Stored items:
________________

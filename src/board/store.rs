//! The record store owning the ordered collection of lesson plans.

use crate::domain::{Day, LessonPlan, PlanData, PlanId, ValidationError};

/// The ordered collection of lesson plans.
///
/// Storage order is a single flat list; a day's display order is the
/// relative order of its plans within that list. Insertion order is display
/// order within a bucket at creation time.
///
/// Mutations that target a missing identifier (`delete`, `move_to_day`,
/// `reorder`) are deliberately silent no-ops: the input layer may deliver
/// duplicate events, and a collaborator may have deleted the record after a
/// slow round trip. `update` against a missing identifier is a logic error
/// in the caller and fails loudly instead.
#[derive(Debug, Clone, Default, PartialEq, Eq)]
pub struct Board {
    plans: Vec<LessonPlan>,
}

/// Errors that can occur when updating a lesson plan.
#[derive(Debug, Clone, PartialEq, Eq, thiserror::Error)]
pub enum UpdateError {
    /// No plan with the given identifier exists.
    #[error("lesson plan {0} not found")]
    NotFound(PlanId),
    /// The replacement data failed validation.
    #[error(transparent)]
    Invalid(#[from] ValidationError),
}

impl Board {
    /// Creates an empty board.
    #[must_use]
    pub const fn new() -> Self {
        Self { plans: Vec::new() }
    }

    /// Creates a board from an existing collection, keeping the first
    /// occurrence of any duplicated identifier.
    #[must_use]
    pub fn from_plans(plans: Vec<LessonPlan>) -> Self {
        let mut board = Self::new();
        board.replace_all(plans);
        board
    }

    /// Creates a new lesson plan from form data and appends it.
    ///
    /// A fresh identifier is minted from the current time; if that value is
    /// already taken (several creates within one millisecond) it is bumped
    /// until unique.
    ///
    /// # Errors
    ///
    /// Returns a [`ValidationError`] if the title or subject is empty or
    /// the duration is zero. Nothing is inserted on failure.
    pub fn create(&mut self, data: PlanData) -> Result<&LessonPlan, ValidationError> {
        let id = self.mint_id();
        let plan = LessonPlan::new(id, data)?;

        tracing::info!("created lesson plan {} ({})", plan.id(), plan.title());

        let index = self.plans.len();
        self.plans.push(plan);
        Ok(&self.plans[index])
    }

    /// Replaces the plan matching `id` in place, preserving its position in
    /// the ordered collection.
    ///
    /// # Errors
    ///
    /// Returns [`UpdateError::NotFound`] if no plan matches `id`, or
    /// [`UpdateError::Invalid`] if the replacement data fails validation.
    pub fn update(&mut self, id: &PlanId, data: PlanData) -> Result<&LessonPlan, UpdateError> {
        let index = self
            .index_of(id)
            .ok_or_else(|| UpdateError::NotFound(id.clone()))?;

        let plan = LessonPlan::new(id.clone(), data)?;
        self.plans[index] = plan;

        tracing::info!("updated lesson plan {id}");

        Ok(&self.plans[index])
    }

    /// Removes the plan matching `id`.
    ///
    /// Idempotent: deleting an absent identifier is a no-op, since a
    /// collaborator may issue a duplicate delete after a slow round trip.
    /// Returns whether a plan was removed.
    pub fn delete(&mut self, id: &PlanId) -> bool {
        let Some(index) = self.index_of(id) else {
            tracing::debug!("delete of missing lesson plan {id} ignored");
            return false;
        };

        self.plans.remove(index);
        tracing::info!("deleted lesson plan {id}");
        true
    }

    /// Reassigns the day bucket of the plan matching `id`.
    ///
    /// The plan's position in the flat list is unchanged, so it joins its
    /// new day's view wherever that position falls. A no-op returning
    /// `false` when the id is absent or the plan is already on `day`, so a
    /// repeated move never emits a spurious change.
    pub fn move_to_day(&mut self, id: &PlanId, day: Day) -> bool {
        let Some(index) = self.index_of(id) else {
            tracing::debug!("move of missing lesson plan {id} ignored");
            return false;
        };

        if self.plans[index].day() == day {
            return false;
        }

        self.plans[index].set_day(day);
        tracing::info!("moved lesson plan {id} to {day}");
        true
    }

    /// Repositions the plan matching `id` to the position previously
    /// occupied by `before_id`, shifting others accordingly.
    ///
    /// Only valid when both plans share a day bucket; a no-op returning
    /// `false` when either id is missing, the ids are equal, or the buckets
    /// differ.
    pub fn reorder(&mut self, id: &PlanId, before_id: &PlanId) -> bool {
        if id == before_id {
            return false;
        }

        let (Some(from), Some(to)) = (self.index_of(id), self.index_of(before_id)) else {
            tracing::debug!("reorder involving missing lesson plan ignored");
            return false;
        };

        if self.plans[from].day() != self.plans[to].day() {
            tracing::debug!("reorder across day buckets ignored");
            return false;
        }

        // Stable splice-and-reinsert: the insertion index is the target's
        // position before removal, so a forward move lands exactly in the
        // slot the target occupied.
        let plan = self.plans.remove(from);
        self.plans.insert(to, plan);

        tracing::info!("reordered lesson plan {id} before {before_id}");
        true
    }

    /// Replaces the whole collection with an authoritative snapshot.
    ///
    /// Pushed snapshots from the persistence feed are full replacements;
    /// nothing is merged or re-validated. The uniqueness invariant is
    /// re-established by keeping the first occurrence of a duplicated id.
    pub fn replace_all(&mut self, snapshot: Vec<LessonPlan>) {
        self.plans.clear();
        for plan in snapshot {
            if self.contains(plan.id()) {
                tracing::warn!("snapshot repeats lesson plan {}; keeping first", plan.id());
            } else {
                self.plans.push(plan);
            }
        }
    }

    /// The full ordered collection.
    #[must_use]
    pub fn plans(&self) -> &[LessonPlan] {
        &self.plans
    }

    /// The plan matching `id`, if present.
    #[must_use]
    pub fn get(&self, id: &PlanId) -> Option<&LessonPlan> {
        self.index_of(id).map(|index| &self.plans[index])
    }

    /// Whether a plan with this identifier exists.
    #[must_use]
    pub fn contains(&self, id: &PlanId) -> bool {
        self.index_of(id).is_some()
    }

    /// The plans assigned to `day`, in display order.
    pub fn plans_for(&self, day: Day) -> impl Iterator<Item = &LessonPlan> {
        self.plans.iter().filter(move |plan| plan.day() == day)
    }

    /// Number of plans on the board.
    #[must_use]
    pub fn len(&self) -> usize {
        self.plans.len()
    }

    /// Whether the board holds no plans.
    #[must_use]
    pub fn is_empty(&self) -> bool {
        self.plans.is_empty()
    }

    fn index_of(&self, id: &PlanId) -> Option<usize> {
        self.plans.iter().position(|plan| plan.id() == id)
    }

    fn mint_id(&self) -> PlanId {
        let mut id = PlanId::generate();
        while self.contains(&id) {
            let millis = id.as_millis().expect("generated ids are numeric");
            id = PlanId::from_millis(millis + 1);
        }
        id
    }
}

#[cfg(test)]
mod tests {
    use std::collections::HashSet;

    use super::{Board, UpdateError};
    use crate::domain::{Day, LessonPlan, PlanData, PlanId, ValidationError};

    fn data(title: &str, day: Day) -> PlanData {
        PlanData {
            title: title.to_string(),
            subject: "Math".to_string(),
            day,
            ..PlanData::default()
        }
    }

    fn board_with(titles: &[(&str, Day)]) -> (Board, Vec<PlanId>) {
        let mut board = Board::new();
        let ids = titles
            .iter()
            .map(|&(title, day)| board.create(data(title, day)).unwrap().id().clone())
            .collect();
        (board, ids)
    }

    #[test]
    fn create_assigns_unique_ids() {
        let mut board = Board::new();
        // Tight loop: several creates land within the same millisecond.
        for i in 0..50 {
            board.create(data(&format!("Lesson {i}"), Day::Monday)).unwrap();
        }

        let ids: HashSet<_> = board.plans().iter().map(LessonPlan::id).collect();
        assert_eq!(ids.len(), 50);
        assert_eq!(board.len(), 50);
    }

    #[test]
    fn create_rejects_invalid_data_without_inserting() {
        let mut board = Board::new();
        let invalid = PlanData {
            subject: String::new(),
            ..data("Algebra", Day::Monday)
        };
        assert_eq!(board.create(invalid), Err(ValidationError::EmptySubject));
        assert!(board.is_empty());
    }

    #[test]
    fn update_replaces_in_place() {
        let (mut board, ids) = board_with(&[("A", Day::Monday), ("B", Day::Monday)]);

        board.update(&ids[0], data("A2", Day::Monday)).unwrap();

        // Position preserved.
        assert_eq!(board.plans()[0].title(), "A2");
        assert_eq!(board.plans()[0].id(), &ids[0]);
        assert_eq!(board.plans()[1].title(), "B");
    }

    #[test]
    fn update_missing_id_is_an_error() {
        let mut board = Board::new();
        let missing = PlanId::from("0");
        assert!(matches!(
            board.update(&missing, data("A", Day::Monday)),
            Err(UpdateError::NotFound(_))
        ));
    }

    #[test]
    fn delete_is_idempotent() {
        let (mut board, ids) = board_with(&[("A", Day::Monday)]);

        assert!(board.delete(&ids[0]));
        let after_first = board.clone();
        assert!(!board.delete(&ids[0]));

        assert_eq!(board, after_first);
        assert!(board.is_empty());
    }

    #[test]
    fn end_to_end_move_preserves_content() {
        let mut board = Board::new();
        let id = board
            .create(data("Algebra", Day::Monday))
            .unwrap()
            .id()
            .clone();

        assert!(board.move_to_day(&id, Day::Tuesday));

        let plan = board.get(&id).unwrap();
        assert_eq!(plan.day(), Day::Tuesday);
        assert_eq!(plan.title(), "Algebra");
        assert_eq!(plan.subject(), "Math");
    }

    #[test]
    fn repeated_move_to_same_day_is_a_no_op() {
        let (mut board, ids) = board_with(&[("A", Day::Monday)]);

        assert!(board.move_to_day(&ids[0], Day::Tuesday));
        assert!(!board.move_to_day(&ids[0], Day::Tuesday));
    }

    #[test]
    fn move_of_missing_id_is_a_no_op() {
        let (mut board, _) = board_with(&[("A", Day::Monday)]);
        let before = board.clone();

        assert!(!board.move_to_day(&PlanId::from("0"), Day::Friday));
        assert_eq!(board, before);
    }

    #[test]
    fn reorder_places_plan_before_target() {
        let (mut board, ids) = board_with(&[("A", Day::Monday), ("B", Day::Monday)]);

        // B takes A's position; Monday's view reads [B, A].
        assert!(board.reorder(&ids[1], &ids[0]));

        let monday: Vec<_> = board.plans_for(Day::Monday).map(LessonPlan::title).collect();
        assert_eq!(monday, ["B", "A"]);
    }

    #[test]
    fn reorder_forward_takes_targets_slot() {
        let (mut board, ids) = board_with(&[
            ("A", Day::Monday),
            ("B", Day::Monday),
            ("C", Day::Monday),
        ]);

        // Moving A onto C: A lands where C sat.
        assert!(board.reorder(&ids[0], &ids[2]));

        let monday: Vec<_> = board.plans_for(Day::Monday).map(LessonPlan::title).collect();
        assert_eq!(monday, ["B", "C", "A"]);
    }

    #[test]
    fn reorder_across_buckets_leaves_board_unchanged() {
        let (mut board, ids) = board_with(&[("A", Day::Monday), ("B", Day::Tuesday)]);
        let before = board.clone();

        assert!(!board.reorder(&ids[0], &ids[1]));
        assert_eq!(board, before);
    }

    #[test]
    fn reorder_onto_self_is_a_no_op() {
        let (mut board, ids) = board_with(&[("A", Day::Monday)]);
        let before = board.clone();

        assert!(!board.reorder(&ids[0], &ids[0]));
        assert_eq!(board, before);
    }

    #[test]
    fn reorder_with_missing_target_is_a_no_op() {
        let (mut board, ids) = board_with(&[("A", Day::Monday)]);
        let before = board.clone();

        assert!(!board.reorder(&ids[0], &PlanId::from("0")));
        assert_eq!(board, before);
    }

    #[test]
    fn plans_for_partitions_by_day() {
        let (board, _) = board_with(&[
            ("A", Day::Monday),
            ("B", Day::Tuesday),
            ("C", Day::Monday),
        ]);

        let monday: Vec<_> = board.plans_for(Day::Monday).map(LessonPlan::title).collect();
        assert_eq!(monday, ["A", "C"]);
        assert_eq!(board.plans_for(Day::Friday).count(), 0);
    }

    #[test]
    fn replace_all_keeps_first_occurrence_of_duplicate_ids() {
        let (source, ids) = board_with(&[("A", Day::Monday), ("B", Day::Tuesday)]);
        let mut duplicated = source.plans().to_vec();
        duplicated.push(source.get(&ids[0]).unwrap().clone());

        let mut board = Board::new();
        board.replace_all(duplicated);

        assert_eq!(board.len(), 2);
        assert_eq!(board.get(&ids[0]).unwrap().title(), "A");
    }
}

________________

• What to do
Only one stretch of the records above is wanted: the lines between the one holding "Removes the plan" and the one holding "a spurious change.", inclusive, reproduced exactly.

• Solution
    /// Removes the plan matching `id`.
    ///
    /// Idempotent: deleting an absent identifier is a no-op, since a
    /// collaborator may issue a duplicate delete after a slow round trip.
    /// Returns whether a plan was removed.
    pub fn delete(&mut self, id: &PlanId) -> bool {
        let Some(index) = self.index_of(id) else {
            tracing::debug!("delete of missing lesson plan {id} ignored");
            return false;
        };

        self.plans.remove(index);
        tracing::info!("deleted lesson plan {id}");
        true
    }

    /// Reassigns the day bucket of the plan matching `id`.
    ///
    /// The plan's position in the flat list is unchanged, so it joins its
    /// new day's view wherever that position falls. A no-op returning
    /// `false` when the id is absent or the plan is already on `day`, so a
    /// repeated move never emits a spurious change.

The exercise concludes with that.